%%

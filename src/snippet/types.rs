//! Snippet types and error definitions

use lazy_static::lazy_static;
use regex::Regex;
use serde::{Deserialize, Serialize};
use thiserror::Error;

/// Snippet-specific error type
#[derive(Debug, Clone, PartialEq, Eq, Error)]
pub enum SnippetError {
    #[error("Command Name and Snippet Text are required.")]
    MissingFields,

    #[error("Command Name can only contain letters, numbers, underscores, and hyphens.")]
    InvalidCommand(String),

    #[error("Error: Command Name \"{0}\" already exists.")]
    AlreadyExists(String),

    #[error("Error: Original snippet \"{0}\" not found for update.")]
    NotFound(String),

    #[error("Error: Could not find snippet data.")]
    IndexOutOfRange(usize),
}

/// Result type for snippet operations
pub type SnippetResult<T> = Result<T, SnippetError>;

lazy_static! {
    static ref COMMAND_PATTERN: Regex = Regex::new(r"^[a-zA-Z0-9_\-]+$").unwrap();
}

/// Check that a command name only uses `[A-Za-z0-9_-]` and is non-empty
pub fn is_valid_command(command: &str) -> bool {
    COMMAND_PATTERN.is_match(command)
}

/// A stored snippet
#[derive(Debug, Clone, PartialEq, Eq, Serialize, Deserialize)]
pub struct Snippet {
    /// Unique trigger name (letters, digits, dash, underscore)
    pub command: String,

    /// Human-readable description, empty when not given
    #[serde(default)]
    pub description: String,

    /// Template body with optional {placeholder} tokens
    pub text: String,
}

impl Snippet {
    pub fn new(
        command: impl Into<String>,
        description: impl Into<String>,
        text: impl Into<String>,
    ) -> Self {
        Self {
            command: command.into(),
            description: description.into(),
            text: text.into(),
        }
    }

    /// Validate an already-built snippet
    pub fn validate(&self) -> SnippetResult<()> {
        if self.command.is_empty() || self.text.is_empty() {
            return Err(SnippetError::MissingFields);
        }

        if !is_valid_command(&self.command) {
            return Err(SnippetError::InvalidCommand(self.command.clone()));
        }

        Ok(())
    }

    /// Description shown in the list, with a stand-in when empty
    pub fn display_description(&self) -> &str {
        if self.description.is_empty() {
            "(No description)"
        } else {
            &self.description
        }
    }
}

/// Raw form input before validation
#[derive(Debug, Clone, Default, PartialEq, Eq, Deserialize)]
pub struct SnippetDraft {
    pub command: String,
    #[serde(default)]
    pub description: String,
    pub text: String,
}

impl SnippetDraft {
    pub fn new(
        command: impl Into<String>,
        description: impl Into<String>,
        text: impl Into<String>,
    ) -> Self {
        Self {
            command: command.into(),
            description: description.into(),
            text: text.into(),
        }
    }

    /// Trim the command and description, then validate.
    ///
    /// The text is kept verbatim so leading blank lines survive.
    pub fn into_snippet(self) -> SnippetResult<Snippet> {
        let snippet = Snippet {
            command: self.command.trim().to_string(),
            description: self.description.trim().to_string(),
            text: self.text,
        };
        snippet.validate()?;
        Ok(snippet)
    }
}

impl From<&Snippet> for SnippetDraft {
    fn from(snippet: &Snippet) -> Self {
        Self {
            command: snippet.command.clone(),
            description: snippet.description.clone(),
            text: snippet.text.clone(),
        }
    }
}

/// Check that no two snippets share a command
pub fn ensure_unique(snippets: &[Snippet]) -> SnippetResult<()> {
    for (i, snippet) in snippets.iter().enumerate() {
        if snippets[..i].iter().any(|s| s.command == snippet.command) {
            return Err(SnippetError::AlreadyExists(snippet.command.clone()));
        }
    }
    Ok(())
}
//! List filtering

use crate::snippet::Snippet;

/// Case-insensitive match on command, description or text.
///
/// A blank term matches everything.
pub fn matches(snippet: &Snippet, term: &str) -> bool {
    let term = term.trim().to_lowercase();
    if term.is_empty() {
        return true;
    }

    snippet.command.to_lowercase().contains(&term)
        || snippet.description.to_lowercase().contains(&term)
        || snippet.text.to_lowercase().contains(&term)
}

/// One row of the snippet list
#[derive(Debug, Clone, PartialEq, Eq)]
pub struct ListItem<'a> {
    /// Position in the full collection (commands address items by it)
    pub index: usize,
    pub snippet: &'a Snippet,
    /// The row shows the delete confirmation instead of its actions
    pub confirming_delete: bool,
}

/// What the list area shows
#[derive(Debug, Clone, PartialEq, Eq)]
pub enum ListView<'a> {
    /// No snippets at all
    Empty,
    /// Snippets exist but none match the search
    NoMatches,
    Items(Vec<ListItem<'a>>),
}

impl ListView<'_> {
    /// Placeholder text for the list area when there are no rows
    pub fn status_text(&self) -> Option<&'static str> {
        match self {
            ListView::Empty => Some("No snippets found. Create one above!"),
            ListView::NoMatches => Some("No snippets match your search."),
            ListView::Items(_) => None,
        }
    }
}

/// Build the list view for `snippets` under `term`
pub fn list_view<'a>(
    snippets: &'a [Snippet],
    term: &str,
    pending_delete: Option<usize>,
) -> ListView<'a> {
    if snippets.is_empty() {
        return ListView::Empty;
    }

    let items: Vec<ListItem<'a>> = snippets
        .iter()
        .enumerate()
        .filter(|(_, s)| matches(s, term))
        .map(|(index, snippet)| ListItem {
            index,
            snippet,
            confirming_delete: pending_delete == Some(index),
        })
        .collect();

    if items.is_empty() {
        ListView::NoMatches
    } else {
        ListView::Items(items)
    }
}
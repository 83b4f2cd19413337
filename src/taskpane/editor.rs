//! Text field helpers for the snippet body.
//!
//! Selections are measured in characters, not bytes.

/// Inserted by the "new paragraph" button
pub const PARAGRAPH_BREAK: &str = "\n\n";

/// Inserted by the "placeholder" button; the cursor lands between the braces
pub const PLACEHOLDER_SKELETON: &str = "{}";

/// A text selection; `start == end` is a plain cursor
#[derive(Debug, Clone, Copy, Default, PartialEq, Eq)]
pub struct Selection {
    pub start: usize,
    pub end: usize,
}

impl Selection {
    pub fn cursor(at: usize) -> Self {
        Self { start: at, end: at }
    }
}

fn byte_offset(value: &str, chars: usize) -> usize {
    value
        .char_indices()
        .nth(chars)
        .map(|(i, _)| i)
        .unwrap_or(value.len())
}

/// Replace the selection with `insertion` and return the new cursor.
///
/// Out-of-range or reversed selections are clamped.
pub fn insert_at_cursor(value: &mut String, selection: Selection, insertion: &str) -> Selection {
    let len = value.chars().count();
    let start = selection.start.min(len);
    let end = selection.end.clamp(start, len);

    let (from, to) = (byte_offset(value, start), byte_offset(value, end));
    value.replace_range(from..to, insertion);

    Selection::cursor(start + insertion.chars().count())
}

/// Insert a blank line at the cursor
pub fn insert_paragraph_break(value: &mut String, selection: Selection) -> Selection {
    insert_at_cursor(value, selection, PARAGRAPH_BREAK)
}

/// Insert `{}` and put the cursor inside it
pub fn insert_placeholder(value: &mut String, selection: Selection) -> Selection {
    let after = insert_at_cursor(value, selection, PLACEHOLDER_SKELETON);
    Selection::cursor(after.start - 1)
}

#[cfg(test)]
mod tests {
    use super::*;

    #[test]
    fn test_insert_replaces_selection() {
        let mut value = "Hello world".to_string();
        let cursor = insert_at_cursor(&mut value, Selection { start: 6, end: 11 }, "Ann");
        assert_eq!(value, "Hello Ann");
        assert_eq!(cursor, Selection::cursor(9));
    }

    #[test]
    fn test_insert_counts_chars() {
        let mut value = "héllo".to_string();
        insert_at_cursor(&mut value, Selection::cursor(2), "-");
        assert_eq!(value, "hé-llo");
    }

    #[test]
    fn test_insert_clamps() {
        let mut value = "abc".to_string();
        let cursor = insert_at_cursor(&mut value, Selection { start: 10, end: 2 }, "!");
        assert_eq!(value, "abc!");
        assert_eq!(cursor, Selection::cursor(4));
    }

    #[test]
    fn test_paragraph_break() {
        let mut value = "ab".to_string();
        insert_paragraph_break(&mut value, Selection::cursor(1));
        assert_eq!(value, "a\n\nb");
    }

    #[test]
    fn test_placeholder_cursor_inside() {
        let mut value = "Hi ".to_string();
        let cursor = insert_placeholder(&mut value, Selection::cursor(3));
        assert_eq!(value, "Hi {}");
        assert_eq!(cursor, Selection::cursor(4));
    }
}
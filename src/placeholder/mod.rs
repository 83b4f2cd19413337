//! Placeholder extraction and substitution for snippet bodies.
//!
//! A placeholder is any `{name}` run without a nested `}`. Whitespace around
//! the name is ignored both when listing placeholders and when filling them:
//!
//! ```
//! use snippet_taskpane::placeholder::{compile, extract_placeholders};
//!
//! let text = "Hello {name}, your { id } is ready";
//! assert_eq!(extract_placeholders(text), vec!["name", "id"]);
//!
//! let filled = compile(text, [("name", "Ann"), ("id", "order")]);
//! assert_eq!(filled, "Hello Ann, your order is ready");
//! ```

use std::collections::HashMap;

use lazy_static::lazy_static;
use regex::{Captures, Regex};

lazy_static! {
    static ref PLACEHOLDER: Regex = Regex::new(r"\{([^}]+)\}").unwrap();
}

/// List the placeholder names in `text`, first occurrence first.
///
/// Names are trimmed; names that are blank after trimming are skipped.
pub fn extract_placeholders(text: &str) -> Vec<String> {
    let mut names: Vec<String> = Vec::new();

    for caps in PLACEHOLDER.captures_iter(text) {
        let name = caps[1].trim();
        if name.is_empty() || names.iter().any(|n| n == name) {
            continue;
        }
        names.push(name.to_string());
    }

    names
}

/// Check whether `text` needs any values before it can be inserted
pub fn has_placeholders(text: &str) -> bool {
    !extract_placeholders(text).is_empty()
}

/// Fill the placeholders named in `values`.
///
/// Every `{ name }` occurrence is replaced by the value, literally. Names
/// that are not in `values` stay in the output untouched. The text is
/// scanned once, so inserted values are never expanded again and the order
/// of `values` does not matter. A repeated name takes its last value.
pub fn compile<I, N, V>(text: &str, values: I) -> String
where
    I: IntoIterator<Item = (N, V)>,
    N: AsRef<str>,
    V: AsRef<str>,
{
    let values: HashMap<String, String> = values
        .into_iter()
        .map(|(name, value)| (name.as_ref().trim().to_string(), value.as_ref().to_string()))
        .collect();

    PLACEHOLDER
        .replace_all(text, |caps: &Captures| match values.get(caps[1].trim()) {
            Some(value) => value.clone(),
            None => caps[0].to_string(),
        })
        .into_owned()
}
//! Tracing setup for hosts embedding the taskpane.
//!
//! # Environment Variables
//!
//! | Variable | Description | Default |
//! |----------|-------------|---------|
//! | `RUST_LOG` | Log filter; overrides `telemetry.filter` | unset |
//! | `SNIPPETS__TELEMETRY__FILTER` | Log filter when `RUST_LOG` is unset | `info` |
//! | `SNIPPETS__TELEMETRY__JSON` | Emit JSON lines instead of text | `false` |

use tracing_subscriber::{layer::SubscriberExt, util::SubscriberInitExt, EnvFilter};

use crate::config::TelemetryConfig;

/// Result type for telemetry operations
pub type TelemetryResult<T> = Result<T, TelemetryError>;

/// Telemetry-specific error type
#[derive(Debug, thiserror::Error)]
pub enum TelemetryError {
    #[error("Invalid log filter '{filter}': {reason}")]
    Filter { filter: String, reason: String },
    #[error("Failed to install tracing subscriber: {0}")]
    Install(String),
}

/// Build the filter: `RUST_LOG` first, then the configured directive.
pub fn build_filter(config: &TelemetryConfig) -> TelemetryResult<EnvFilter> {
    if let Ok(filter) = EnvFilter::try_from_default_env() {
        return Ok(filter);
    }

    EnvFilter::try_new(&config.filter).map_err(|e| TelemetryError::Filter {
        filter: config.filter.clone(),
        reason: e.to_string(),
    })
}

/// Install the global tracing subscriber.
///
/// Fails if a subscriber is already installed.
pub fn init_tracing(config: &TelemetryConfig) -> TelemetryResult<()> {
    let env_filter = build_filter(config)?;

    let installed = if config.json {
        tracing_subscriber::registry()
            .with(env_filter)
            .with(tracing_subscriber::fmt::layer().json())
            .try_init()
    } else {
        tracing_subscriber::registry()
            .with(env_filter)
            .with(tracing_subscriber::fmt::layer())
            .try_init()
    };
    installed.map_err(|e| TelemetryError::Install(e.to_string()))?;

    tracing::info!(filter = %config.filter, json = config.json, "Tracing initialized");
    Ok(())
}

#[cfg(test)]
mod tests {
    use super::*;

    #[test]
    fn test_invalid_filter_rejected() {
        if std::env::var("RUST_LOG").is_ok() {
            return;
        }

        let config = TelemetryConfig {
            filter: "snippet_taskpane=notalevel".to_string(),
            json: false,
        };
        assert!(matches!(build_filter(&config), Err(TelemetryError::Filter { .. })));
    }

    #[test]
    fn test_second_init_fails() {
        let config = TelemetryConfig {
            filter: "warn".to_string(),
            json: true,
        };
        // Another test may have installed one first; either way the second call fails
        let _ = init_tracing(&config);
        assert!(matches!(init_tracing(&config), Err(TelemetryError::Install(_))));
    }
}
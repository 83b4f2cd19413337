//! Host roaming settings.
//!
//! The taskpane persists everything through the host's per-mailbox roaming
//! key-value store. This module provides:
//! - the `RoamingSettings` trait (local snapshot plus async save)
//! - in-memory, file and Redis backends
//! - a factory that picks the backend from configuration

mod backend;
mod factory;
mod file_backend;
mod memory_backend;
mod redis_backend;

pub use backend::{utf16_len, RoamingError, RoamingSettings, DEFAULT_VALUE_QUOTA};
pub use factory::create_roaming_settings;
pub use file_backend::FileRoamingSettings;
pub use memory_backend::MemoryRoamingSettings;
pub use redis_backend::{storage_key, RedisRoamingSettings};
//! In-memory roaming settings backend using DashMap.
//!
//! Keeps a local snapshot and a "persisted" copy that only changes when
//! `save_async` succeeds. State is lost on restart.

use std::sync::atomic::{AtomicU64, Ordering};
use std::sync::Mutex;

use async_trait::async_trait;
use dashmap::DashMap;

use super::backend::{check_quota, RoamingError, RoamingSettings};

/// In-memory roaming settings backend.
pub struct MemoryRoamingSettings {
    /// Local snapshot (what `get`/`set`/`remove` see)
    local: DashMap<String, String>,
    /// Last successfully saved snapshot
    persisted: DashMap<String, String>,
    /// Per-value quota in UTF-16 code units
    value_quota: usize,
    /// Failure to report on the next save, if any
    next_failure: Mutex<Option<String>>,
    /// Number of save attempts that reached the backend
    saves: AtomicU64,
}

impl MemoryRoamingSettings {
    /// Create an empty backend with the given per-value quota.
    pub fn new(value_quota: usize) -> Self {
        Self {
            local: DashMap::new(),
            persisted: DashMap::new(),
            value_quota,
            next_failure: Mutex::new(None),
            saves: AtomicU64::new(0),
        }
    }

    /// Create a backend whose persisted state already holds `entries`.
    pub fn with_entries<I, K, V>(value_quota: usize, entries: I) -> Self
    where
        I: IntoIterator<Item = (K, V)>,
        K: Into<String>,
        V: Into<String>,
    {
        let backend = Self::new(value_quota);
        for (key, value) in entries {
            let (key, value) = (key.into(), value.into());
            backend.local.insert(key.clone(), value.clone());
            backend.persisted.insert(key, value);
        }
        backend
    }

    /// Make the next `save_async` fail with a host error.
    pub fn fail_next_save(&self, reason: impl Into<String>) {
        if let Ok(mut next) = self.next_failure.lock() {
            *next = Some(reason.into());
        }
    }

    /// Value as of the last successful save.
    pub fn persisted(&self, key: &str) -> Option<String> {
        self.persisted.get(key).map(|v| v.value().clone())
    }

    /// Number of times `save_async` was called.
    pub fn save_count(&self) -> u64 {
        self.saves.load(Ordering::Relaxed)
    }
}

#[async_trait]
impl RoamingSettings for MemoryRoamingSettings {
    fn backend_name(&self) -> &'static str {
        "memory"
    }

    fn get(&self, key: &str) -> Option<String> {
        self.local.get(key).map(|v| v.value().clone())
    }

    fn set(&self, key: &str, value: String) {
        self.local.insert(key.to_string(), value);
    }

    fn remove(&self, key: &str) {
        self.local.remove(key);
    }

    async fn save_async(&self) -> Result<(), RoamingError> {
        self.saves.fetch_add(1, Ordering::Relaxed);

        let injected = self.next_failure.lock().ok().and_then(|mut next| next.take());
        if let Some(reason) = injected {
            tracing::debug!(reason = %reason, "Injected roaming settings save failure");
            return Err(RoamingError::Host(reason));
        }

        let snapshot: Vec<(String, String)> = self
            .local
            .iter()
            .map(|e| (e.key().clone(), e.value().clone()))
            .collect();
        check_quota(snapshot.iter().map(|(k, v)| (k, v)), self.value_quota)?;

        self.persisted.clear();
        for (key, value) in snapshot {
            self.persisted.insert(key, value);
        }

        tracing::debug!(entries = self.persisted.len(), "Roaming settings saved to memory");
        Ok(())
    }
}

%%

"Name and Snippet" marks the last line to print; print everything from the first line of the data through that line, unchanged, and nothing more.

● Finished task
filename src/snippet/types.rs
//! Snippet types and error definitions

use lazy_static::lazy_static;
use regex::Regex;
use serde::{Deserialize, Serialize};
use thiserror::Error;

/// Snippet-specific error type
#[derive(Debug, Clone, PartialEq, Eq, Error)]
pub enum SnippetError {
    #[error("Command Name and Snippet Text are required.")]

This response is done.